Requirements of Modern Java Applications

Modern Java Application Requirements Many Java developers have been practicing continuous integration and some form of continuous delivery for the past decade. Innovative books like “Java Power Tools” by John Smart provided the guidelines and frameworks to make this possible. Technologies have obviously changed within the last ten years, and so have associated programming and architectural styles. In particular, business teams within organisations have increasingly demanded that IT teams become more flexible and be capable of rapidly responding to change in customer preferences and market conditions.


Table of contents[Show]


The emergence of dynamic and programmable compute resources and deployment platforms, combined with teams and organisations exposing Application Programming Interfaces (APIs) as products has resulted in the architectures that Java developers are creating to converge towards component/service/function-based architectures. All of these factors have led to (and in turn, have been driven by) the emergence of popular movements such as Agile, Lean, DevOps, Cloud Computing, Programmable Infrastructure, microservices, and serverless or Function-as-as-Service (FaaS).

 

The Changing Role of a Developer and Architect: Craftspersonship

Since the 2010’s began, the role of a “programmer”, “developer” and “architect” has arguably changed to include more responsibilities. You’ll learn more about this in my blog, but if you are keen to dive even deeper into these concepts and how they relate to your career development, professionalism and becoming a “craftsperson”, then we recommend the following books:

  • The Software Craftsman: Professionalism, Pragmatism, Pride, by Sandro Mancuso Mancuso
  • The Clean Coder: A Code of Conduct for Professional Programmers, by Robert C. Martin
  • The Passionate Programmer: Creating a Remarkable Career in Software Development, by Chad Fowler

 

Need for Business Speed and Stability

During his time as Cloud Architect at Netflix, Adrian Cockcroft talked a lot about about ‘time to market’ being a competitive advantage, and in many modern markets ‘speed kills’. Uwe Friedrichsen, CTO at codecentric, has also talked extensively about this trend beginning in the 1980s: globalisation, market saturation and the Internet led to highly competitive and dynamic ecosystems. The markets became highly demand-driven and the new biggest challenge of the companies was to adapt to the changing demands of the customers quickly enough. The key driver changed from “cost-efficient scaling” to “responsiveness”.

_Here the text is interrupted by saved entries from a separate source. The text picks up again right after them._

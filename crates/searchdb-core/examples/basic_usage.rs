//! Basic usage example - index a few documents and search them
//!
//! Run with `RUST_LOG=searchdb=debug` to see the indexing and query logs.

use anyhow::Context;
use searchdb::{DocumentMetadata, FieldWeight, IndexRequest, SearchManager, SearchableFields};
use tracing_subscriber::EnvFilter;

fn main() -> anyhow::Result<()> {
    tracing_subscriber::fmt()
        .with_env_filter(EnvFilter::from_default_env())
        .init();

    // Get root path and query from args
    let args: Vec<String> = std::env::args().collect();
    let root = args.get(1).map(|s| s.as_str()).unwrap_or("./example-search");
    let query = args.get(2).map(|s| s.as_str()).unwrap_or("status rep");

    println!("Opening search manager at {}", root);
    let mut manager = SearchManager::new(root).context("failed to create search manager")?;
    manager.setup_search_database("notes")?;

    let documents = [
        ("weekly", "Weekly status report", "Team progress and blockers", 1.0),
        ("q3", "Quarterly status report", "Numbers for the third quarter", 2.0),
        ("retro", "Sprint retrospective", "What the status meetings missed", 1.0),
    ];

    for (id, title, body, boost) in documents {
        let request = IndexRequest::new("notes", id, "en", boost)
            .with_fields(
                SearchableFields::new()
                    .with(FieldWeight::Weight4, title)
                    .with(FieldWeight::Weight1, body),
            )
            .with_metadata(DocumentMetadata::new(title, format!("notes://{}", id)));
        manager.queue_index(&request, "notes")?;
    }

    let report = manager.run_pending();
    println!(
        "Indexed: {} completed, {} failed, {} held",
        report.completed, report.failed, report.held
    );

    println!("Searching for '{}'...", query);
    let results = manager.local_search(query, 10, 0, "notes")?;

    if results.is_empty() {
        println!("No matches.");
    } else {
        for result in results {
            println!(
                "  - {} [{:.2}] {} ({})",
                result.title, result.rank, result.snippet, result.uri
            );
        }
    }

    Ok(())
}
//! Scratch space for tests that write files.
//!
//! Background fixtures and encoded starfields from every crate land in one
//! `test_output/` directory at the workspace root, so the images can be opened
//! and inspected after a test run instead of vanishing with a temp dir.

use std::path::PathBuf;
use std::sync::OnceLock;

const TEST_OUTPUT_DIR: &str = "test_output";

fn test_output_dir() -> PathBuf {
    let manifest_dir = PathBuf::from(env!("CARGO_MANIFEST_DIR"));
    let workspace_root = manifest_dir.parent().map(PathBuf::from).unwrap_or(manifest_dir);
    workspace_root.join(TEST_OUTPUT_DIR)
}

/// Creates `test_output/` on first use. Safe to call from parallel tests.
pub fn ensure_test_output_dir() {
    static INIT: OnceLock<()> = OnceLock::new();
    INIT.get_or_init(|| {
        std::fs::create_dir_all(test_output_dir())
            .expect("Failed to create test_output directory");
    });
}

/// Path of `name` inside the shared `test_output/` directory.
pub fn test_output_path(name: &str) -> PathBuf {
    ensure_test_output_dir();
    test_output_dir().join(name)
}
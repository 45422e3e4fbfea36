use std::path::PathBuf;

use anyhow::{Context, Result};
use clap::Parser;

use common::LogOptions;
use starfield::config::{DEFAULT_DENSITY, DEFAULT_OUTPUT};
use starfield::encoder::{output_format, save_canvas};
use starfield::prelude::*;

/// Generate a starfield image
#[derive(Parser, Debug)]
#[command(version, about)]
struct Args {
    /// Size of the image in pixels (WIDTHxHEIGHT or WIDTH:HEIGHT)
    #[arg(short, long, default_value = "1920x1080")]
    size: Size,

    /// Ratio of star pixels to total pixels (0.0-1.0)
    #[arg(short, long, default_value_t = DEFAULT_DENSITY)]
    density: f64,

    /// Background color (#RRGGBB or #RGB) or path to a background image
    #[arg(short, long, default_value = "#000000")]
    background: BackgroundSpec,

    /// Output file path (png, jpg, bmp or tiff)
    #[arg(short, long, default_value = DEFAULT_OUTPUT)]
    output: PathBuf,

    /// Random seed; a random one is chosen and logged when omitted
    #[arg(long)]
    seed: Option<u64>,

    /// How a background image is fitted to the canvas (cover or stretch)
    #[arg(long, default_value = "cover")]
    fit: FitMode,

    /// Disable the glow ring around bright stars
    #[arg(long)]
    no_glow: bool,

    /// Disable diffraction spikes on the brightest stars
    #[arg(long)]
    no_spikes: bool,

    /// Log level specification, overridden by RUST_LOG
    #[arg(long, default_value = "info")]
    log_level: String,

    /// Also write rotating log files into this directory
    #[arg(long)]
    log_dir: Option<PathBuf>,
}

impl Args {
    fn generation_config(&self) -> Result<GenerationConfig, ConfigError> {
        let effects = StarEffects {
            glow: !self.no_glow,
            spikes: !self.no_spikes,
        };

        Ok(GenerationConfig::new(
            self.size,
            self.density,
            self.background.clone(),
            &self.output,
        )?
        .with_seed(self.seed)
        .with_fit(self.fit)
        .with_effects(effects))
    }
}

fn main() -> Result<()> {
    let args = Args::parse();

    let _logger = common::setup_logging(&LogOptions {
        level: args.log_level.clone(),
        directory: args.log_dir.clone(),
        ..Default::default()
    })
    .context("Logger initialization failed")?;

    let config = args.generation_config()?;
    // Fail on an unknown extension before spending time on generation
    output_format(config.output())?;

    log::info!(
        "Generating starfield: {} with density {}",
        config.size(),
        config.density()
    );

    let canvas = StarfieldGenerator::new(config.clone())
        .generate()
        .context("Starfield generation failed")?;

    save_canvas(&canvas, config.output())
        .with_context(|| format!("Failed to save {}", config.output().display()))?;

    log::info!("Starfield saved to {}", config.output().display());

    Ok(())
}
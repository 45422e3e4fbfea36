use std::path::PathBuf;

use flexi_logger::{Cleanup, Criterion, Duplicate, FileSpec, Logger, LoggerHandle, Naming};

#[derive(Clone, Debug)]
pub struct LogOptions {
    /// Log specification, e.g. `info` or `starfield=debug`. `RUST_LOG` takes precedence.
    pub level: String,
    /// When set, logs are also written to size-rotated files in this directory.
    pub directory: Option<PathBuf>,
    pub basename: String,
}

impl Default for LogOptions {
    fn default() -> Self {
        Self {
            level: "info".to_string(),
            directory: None,
            basename: "starfield".to_string(),
        }
    }
}

/// Starts the global logger. The returned handle must be kept alive until exit
/// so buffered file output is flushed.
pub fn setup_logging(options: &LogOptions) -> Result<LoggerHandle, flexi_logger::FlexiLoggerError> {
    let logger = Logger::try_with_env_or_str(&options.level)?;

    let logger = match &options.directory {
        Some(directory) => logger
            .log_to_file(
                FileSpec::default()
                    .directory(directory)
                    .basename(&options.basename),
            )
            .duplicate_to_stderr(Duplicate::Info)
            .rotate(
                Criterion::Size(1024 * 1024), //1MB
                Naming::Timestamps,
                Cleanup::KeepLogFiles(5),
            ),
        None => logger.log_to_stderr(),
    };

    logger.start()
}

Over the same time period, the move to public commodity infrastructure (“Cloud”) in combination with increasing transaction value flowing through global computer systems has meant that new failure modes are being discovered, and new attackers are emerging from the shadows. This has caused the need to balance stability and security against the requirement for speed. Often this isn’t an easy balance to maintain.

Continuous delivery is achieved when stability and speed can satisfy business demand.

Discontinuous delivery occurs when stability and speed are insufficient.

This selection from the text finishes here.